The right hand one is bought as is, at £17, including post and packing.  It has adjustable simmer sound [similar to the other one] but the chuff speeds are controlled by whatever voltage is received along the 2 green wires - normally from track rail pick-ups on whatever rolling stock it is attached to.  The response to voltage level for the chuffs is adjustable and {unlike the first one} starts at zero chuffs.
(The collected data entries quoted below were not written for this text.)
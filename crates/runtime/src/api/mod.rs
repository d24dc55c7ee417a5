//! Public API surface: provider traits, events, and error types.

pub mod errors;
pub mod events;
pub mod providers;

pub use errors::{Result, RuntimeError};
pub use events::MatchEvent;
pub use providers::{
    DiceProvider, NotificationSink, Note, PartnerChoiceProvider, TileChoiceProvider, TileHook,
};
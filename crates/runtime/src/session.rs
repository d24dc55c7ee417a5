//! High-level match orchestrator.
//!
//! [`MatchSession`] owns the authoritative [`MatchState`] and drives the
//! turn/phase machine: start-turn upkeep, the movement loop with its
//! fork-choice and combat interrupts, tile resolution, and end-of-turn
//! partner attrition. One session per match, built through
//! [`SessionBuilder`] with explicitly injected collaborators; there is no
//! global instance.
//!
//! # Ordering guarantees
//!
//! - A `PhaseChanged` event is broadcast before any work bound to that
//!   phase runs.
//! - Combat entered from within movement suspends the movement loop until
//!   resolution (plus a settle delay) completes.
//! - At most one battle per unordered actor pair per movement step, via
//!   the per-turn battled sets.

use std::collections::HashMap;
use std::sync::Arc;

use rand::SeedableRng;
use rand::rngs::StdRng;
use rand::seq::SliceRandom;
use tokio::sync::broadcast;
use tracing::{debug, warn};

use board_core::{
    Actor, ActorId, BoardGraph, Facing, MatchState, PartnerTemplate, PartnerUnit, Phase,
    SalaryOutcome, Slot, TemplateId, TileEffect, TileId, TileKind, TurnOrderEntry, combat,
    sort_turn_order,
};

use crate::api::errors::{Result, RuntimeError};
use crate::api::events::MatchEvent;
use crate::api::providers::{
    DiceProvider, NotificationSink, Note, PartnerChoiceProvider, TileChoiceProvider, TileHook,
};
use crate::config::SessionConfig;
use crate::providers::{FirstPartnerChooser, FirstTileChooser, NoopTileHook, NullNotifier, UniformDice};

/// One running match.
pub struct MatchSession {
    state: MatchState,
    templates: HashMap<TemplateId, Arc<PartnerTemplate>>,
    dice: Box<dyn DiceProvider>,
    tile_choice: Box<dyn TileChoiceProvider>,
    partner_choice: Box<dyn PartnerChoiceProvider>,
    notifier: Box<dyn NotificationSink>,
    tile_hook: Box<dyn TileHook>,
    config: SessionConfig,
    event_tx: broadcast::Sender<MatchEvent>,
    rng: StdRng,
}

impl std::fmt::Debug for MatchSession {
    fn fmt(&self, f: &mut std::fmt::Formatter<'_>) -> std::fmt::Result {
        f.debug_struct("MatchSession").finish_non_exhaustive()
    }
}
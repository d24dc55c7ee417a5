//! Match-wide turn state: phase, turn order, and actor storage.
//!
//! The phase machine itself is driven by the runtime session; this module
//! holds the observable state and the pure pieces (ordering, defensive
//! accessors, co-location queries).

use std::cmp::Reverse;

use crate::actor::{Actor, ActorId};
use crate::board::{BoardGraph, TileId};

/// Current step of the turn state machine, observable by external systems.
///
/// Transitions are strictly linear except for the one-time `RollingOrder`
/// loop at match start and the `Combat` sub-phase entered from `Moving`.
#[derive(Clone, Copy, Debug, PartialEq, Eq, Hash, strum::Display)]
#[cfg_attr(feature = "serde", derive(serde::Serialize, serde::Deserialize))]
pub enum Phase {
    RollingOrder,
    StartingTurn,
    WaitingForRoll,
    Moving,
    ResolvingTile,
    Combat,
    EndingTurn,
}

/// One actor's roll during the initial turn-order phase.
#[derive(Clone, Copy, Debug, PartialEq, Eq)]
#[cfg_attr(feature = "serde", derive(serde::Serialize, serde::Deserialize))]
pub struct TurnOrderEntry {
    pub actor: ActorId,
    pub roll: u32,
}

/// Sorts roll entries into the final turn order: descending by roll,
/// stable, so equal rolls keep their roll-arrival order. That tie policy
/// is deliberate and relied upon by the session.
pub fn sort_turn_order(mut entries: Vec<TurnOrderEntry>) -> Vec<TurnOrderEntry> {
    entries.sort_by_key(|entry| Reverse(entry.roll));
    entries
}

/// Authoritative state of one match.
#[derive(Clone, Debug)]
pub struct MatchState {
    board: BoardGraph,
    actors: Vec<Actor>,
    turn_order: Vec<ActorId>,
    current_index: usize,
    phase: Phase,
}

impl MatchState {
    pub fn new(board: BoardGraph, actors: Vec<Actor>) -> Self {
        Self {
            board,
            actors,
            turn_order: Vec::new(),
            current_index: 0,
            phase: Phase::RollingOrder,
        }
    }

    pub fn board(&self) -> &BoardGraph {
        &self.board
    }

    pub fn phase(&self) -> Phase {
        self.phase
    }

    pub fn set_phase(&mut self, phase: Phase) {
        self.phase = phase;
    }

    pub fn actors(&self) -> &[Actor] {
        &self.actors
    }

    pub fn actor(&self, id: ActorId) -> Option<&Actor> {
        self.actors.iter().find(|a| a.id() == id)
    }

    pub fn actor_mut(&mut self, id: ActorId) -> Option<&mut Actor> {
        self.actors.iter_mut().find(|a| a.id() == id)
    }

    /// Disjoint mutable borrows of two different actors, for combat.
    pub fn actor_pair_mut(&mut self, a: ActorId, b: ActorId) -> Option<(&mut Actor, &mut Actor)> {
        if a == b {
            return None;
        }
        let ia = self.actors.iter().position(|x| x.id() == a)?;
        let ib = self.actors.iter().position(|x| x.id() == b)?;
        if ia < ib {
            let (left, right) = self.actors.split_at_mut(ib);
            Some((&mut left[ia], &mut right[0]))
        } else {
            let (left, right) = self.actors.split_at_mut(ia);
            Some((&mut right[0], &mut left[ib]))
        }
    }

    /// Ids of actors other than `except` standing on `tile`, in
    /// registration order.
    pub fn actors_on_tile(&self, tile: TileId, except: ActorId) -> Vec<ActorId> {
        self.actors
            .iter()
            .filter(|a| a.id() != except && a.current_tile() == tile)
            .map(Actor::id)
            .collect()
    }

    pub fn turn_order(&self) -> &[ActorId] {
        &self.turn_order
    }

    pub fn set_turn_order(&mut self, order: Vec<ActorId>) {
        self.turn_order = order;
        self.current_index = 0;
    }

    /// Id of the actor whose turn it is. Returns `None` when the order is
    /// empty or the index is out of range; callers treat absence as "do
    /// nothing this tick" rather than faulting.
    pub fn current_actor_id(&self) -> Option<ActorId> {
        self.turn_order.get(self.current_index).copied()
    }

    pub fn current_actor(&self) -> Option<&Actor> {
        self.current_actor_id().and_then(|id| self.actor(id))
    }

    pub fn current_actor_mut(&mut self) -> Option<&mut Actor> {
        let id = self.current_actor_id()?;
        self.actor_mut(id)
    }

    /// Advances to the next entry in the turn order, wrapping around.
    pub fn advance_turn(&mut self) {
        if self.turn_order.is_empty() {
            return;
        }
        self.current_index = (self.current_index + 1) % self.turn_order.len();
    }
}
I used the Peco polarity change system as it is very simple and provided.  So when my "sound" locos arrive at the TT Bridge, they provide such suitable sounds as they contain.  They continue to do so as the TT Bridge rotates, until the polarity change-over gap, after which they continue as before.  The gap is roughly at the quarter way {90deg, 270deg} stages, at which point the loco should definitely not be chuffing, but simmering at some level.  So; all I need is an adjustable level of, "fill-in", Simmer around the 90deg and 270deg area of the rotating TT.  Large sound files of yards, shed or TT will not, therefore, be required, nor will it require a Function control added.  {NB. I may buy a separate sound unit with some local sounds to play with, but that's for another day.}  The chosen one of the two available units will be attached under the "recently, religiously converted" Well Grid and will Simmer to cover the gap in Loco Simmer.  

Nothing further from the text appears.